Since 2022, outbreaks of monkeypox (Mpox), which is caused by the monkeypox virus (MPXV), have been documented in more than 116 nations, making it a serious danger to world health. Despite being self-limiting in most cases, Mpox can lead to severe illness and even death, especially among high-risk populations like the LGBTQI + community. Hence, there is an urgent need for effective prevention and treatment strategies, with vaccination playing a crucial role. This paper explores the safety and efficacy of three key vaccines; ACAM2000, JYNNEOS, and LC16 that are repurposed from smallpox vaccines to combat Mpox. ACAM2000, a replication-competent vaccinia virus vaccine, has shown high effectiveness but is associated with serious adverse reactions, including myocarditis and progressive vaccinia.

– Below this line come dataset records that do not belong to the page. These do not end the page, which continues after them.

use schemars::JsonSchema;
use serde::{Deserialize, Serialize};

/// How execution results are written back to the client.
#[derive(Debug, Deserialize, Serialize, JsonSchema)]
#[serde(deny_unknown_fields)]
pub struct ResponseConfig {
    /// Indent JSON responses (3 spaces) instead of writing them compactly.
    ///
    /// Can also be set via the `PRETTY` environment variable.
    #[serde(default = "pretty_default")]
    pub pretty: bool,

    /// When the executor reports an error, respond with `500` and that error instead of
    /// `200` with the execution result.
    ///
    /// Can also be set via the `STRICT_ERRORS` environment variable.
    #[serde(default)]
    pub strict_errors: bool,
}

impl Default for ResponseConfig {
    fn default() -> Self {
        Self {
            pretty: pretty_default(),
            strict_errors: false,
        }
    }
}

fn pretty_default() -> bool {
    true
}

JYNNEOS, a modified vaccinia Ankara vaccine, offers a more favorable safety profile with fewer severe side effects, demonstrating 82% vaccine effectiveness in preventing Mpox. LC16, another smallpox vaccine, shows strong protective efficacy in animal models and excellent safety outcomes in human trials. Our assessment of the available primary data suggests that amongst the three candidates, JYNNEOS emerges as the most promising candidate for widespread use due to its strong effectiveness and superior safety profile. However, while Mpox vaccines provide robust protection, their varying safety profiles highlight the need for tailored vaccination strategies based on individual health factors. The authors therefore emphasize balancing vaccine efficacy with safety risks, particularly in vulnerable populations. Further research and surveillance are essential to optimize vaccination strategies and control Mpox outbreaks worldwide.